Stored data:
....................

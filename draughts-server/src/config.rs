//! 服务端配置
//!
//! 命令行参数手工解析，出错直接返回给入口打印。

use protocol::{
    DEFAULT_MAX_PLAYERS, DEFAULT_MAX_ROOMS, DEFAULT_PORT, DEFAULT_RECONNECT_WINDOW_MS,
    DEFAULT_TIMEOUT_GRACE, DEFAULT_TIMEOUT_MS, DEFAULT_TURN_TIMEOUT_MS, PAUSE_THRESHOLD_CAP_MS,
};

/// 服务端配置
#[derive(Debug, Clone)]
pub struct ServerConfig {
    pub host: String,
    pub port: u16,
    pub max_players: usize,
    pub max_rooms: usize,
    /// 心跳超时基数（毫秒）
    pub timeout_ms: u64,
    /// 心跳宽限倍数
    pub timeout_grace: u32,
    /// 回合超时（毫秒）
    pub turn_timeout_ms: u64,
    /// 断线重连窗口（毫秒）
    pub reconnect_window_ms: u64,
}

impl Default for ServerConfig {
    fn default() -> Self {
        Self {
            host: "0.0.0.0".to_string(),
            port: DEFAULT_PORT,
            max_players: DEFAULT_MAX_PLAYERS,
            max_rooms: DEFAULT_MAX_ROOMS,
            timeout_ms: DEFAULT_TIMEOUT_MS,
            timeout_grace: DEFAULT_TIMEOUT_GRACE,
            turn_timeout_ms: DEFAULT_TURN_TIMEOUT_MS,
            reconnect_window_ms: DEFAULT_RECONNECT_WINDOW_MS,
        }
    }
}

impl ServerConfig {
    /// 实际心跳超时 = timeout_ms × timeout_grace
    pub fn effective_heartbeat_ms(&self) -> u64 {
        self.timeout_ms * u64::from(self.timeout_grace)
    }

    /// 回合时钟冻结阈值：不超过 12 秒
    pub fn pause_threshold_ms(&self) -> u64 {
        self.effective_heartbeat_ms().min(PAUSE_THRESHOLD_CAP_MS)
    }

    /// 解析命令行参数（不含程序名）
    pub fn from_args<I>(args: I) -> Result<ServerConfig, String>
    where
        I: IntoIterator<Item = String>,
    {
        let mut config = ServerConfig::default();
        let mut args = args.into_iter();

        while let Some(arg) = args.next() {
            match arg.as_str() {
                "--host" => {
                    config.host = args.next().ok_or("--host requires a value")?;
                }
                "--port" => {
                    let port: u16 = next_number(&mut args, "--port")?;
                    if port == 0 {
                        return Err("Port must be in range 1-65535".to_string());
                    }
                    config.port = port;
                }
                "--players" => {
                    config.max_players = next_positive(&mut args, "--players")? as usize;
                }
                "--rooms" => {
                    config.max_rooms = next_positive(&mut args, "--rooms")? as usize;
                }
                "--timeout-ms" => {
                    config.timeout_ms = next_positive(&mut args, "--timeout-ms")?;
                }
                "--timeout-grace" => {
                    let grace: u64 = next_positive(&mut args, "--timeout-grace")?;
                    config.timeout_grace = u32::try_from(grace)
                        .map_err(|_| "Invalid argument for --timeout-grace".to_string())?;
                }
                "--turn-timeout-ms" => {
                    config.turn_timeout_ms = next_positive(&mut args, "--turn-timeout-ms")?;
                }
                "--reconnect-window-ms" => {
                    config.reconnect_window_ms =
                        next_positive(&mut args, "--reconnect-window-ms")?;
                }
                "--help" | "-h" => return Err(usage()),
                other => return Err(format!("Unknown argument: {other}\n{}", usage())),
            }
        }

        Ok(config)
    }
}

/// 取下一个参数并解析为数字
fn next_number<I, T>(args: &mut I, flag: &str) -> Result<T, String>
where
    I: Iterator<Item = String>,
    T: std::str::FromStr,
{
    args.next()
        .ok_or_else(|| format!("{flag} requires a value"))?
        .parse()
        .map_err(|_| format!("Invalid argument for {flag}"))
}

/// 取下一个参数并解析为正整数
fn next_positive<I>(args: &mut I, flag: &str) -> Result<u64, String>
where
    I: Iterator<Item = String>,
{
    let value: u64 = next_number(args, flag)?;
    if value == 0 {
        return Err(format!("{flag} must be positive"));
    }
    Ok(value)
}

fn usage() -> String {
    [
        "Usage: draughts-server [OPTIONS]",
        "",
        "Options:",
        "  --host <IP>                  Bind address (default: 0.0.0.0)",
        "  --port <PORT>                Listen port (default: 5000)",
        "  --players <N>                Max players (default: 10)",
        "  --rooms <N>                  Max rooms (default: 5)",
        "  --timeout-ms <MS>            Heartbeat timeout base (default: 20000)",
        "  --timeout-grace <N>          Heartbeat grace factor (default: 1)",
        "  --turn-timeout-ms <MS>       Turn timeout (default: 60000)",
        "  --reconnect-window-ms <MS>   Reconnect window (default: 60000)",
    ]
    .join("\n")
}

#[cfg(test)]
mod tests {
    use super::*;

    fn parse(args: &[&str]) -> Result<ServerConfig, String> {
        ServerConfig::from_args(args.iter().map(|s| s.to_string()))
    }

    #[test]
    fn test_defaults() {
        let config = parse(&[]).unwrap();
        assert_eq!(config.host, "0.0.0.0");
        assert_eq!(config.port, 5000);
        assert_eq!(config.turn_timeout_ms, 60000);
        assert_eq!(config.effective_heartbeat_ms(), 20000);
    }

    #[test]
    fn test_parse_flags() {
        let config = parse(&[
            "--host",
            "127.0.0.1",
            "--port",
            "6000",
            "--players",
            "4",
            "--rooms",
            "2",
            "--timeout-ms",
            "5000",
            "--timeout-grace",
            "3",
            "--turn-timeout-ms",
            "30000",
            "--reconnect-window-ms",
            "10000",
        ])
        .unwrap();

        assert_eq!(config.host, "127.0.0.1");
        assert_eq!(config.port, 6000);
        assert_eq!(config.max_players, 4);
        assert_eq!(config.max_rooms, 2);
        assert_eq!(config.effective_heartbeat_ms(), 15000);
        assert_eq!(config.turn_timeout_ms, 30000);
        assert_eq!(config.reconnect_window_ms, 10000);
    }

    #[test]
    fn test_invalid_values() {
        assert!(parse(&["--port", "abc"]).is_err());
        assert!(parse(&["--port", "0"]).is_err());
        assert!(parse(&["--timeout-ms", "0"]).is_err());
        assert!(parse(&["--players"]).is_err());
        assert!(parse(&["--whatever"]).is_err());
    }

    #[test]
    fn test_pause_threshold_capped() {
        // 心跳阈值小时取心跳阈值
        let mut config = ServerConfig::default();
        config.timeout_ms = 5000;
        config.timeout_grace = 1;
        assert_eq!(config.pause_threshold_ms(), 5000);

        // 超过 12 秒则封顶
        config.timeout_ms = 20000;
        config.timeout_grace = 2;
        assert_eq!(config.pause_threshold_ms(), 12000);
    }
}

....................

When a line of the data holds the string "host", pick it out and copy it.

## [EXERCISE SOLUTION]
    pub host: String,
            host: "0.0.0.0".to_string(),
                "--host" => {
                    config.host = args.next().ok_or("--host requires a value")?;
        "  --host <IP>                  Bind address (default: 0.0.0.0)",
        assert_eq!(config.host, "0.0.0.0");
            "--host",
        assert_eq!(config.host, "127.0.0.1");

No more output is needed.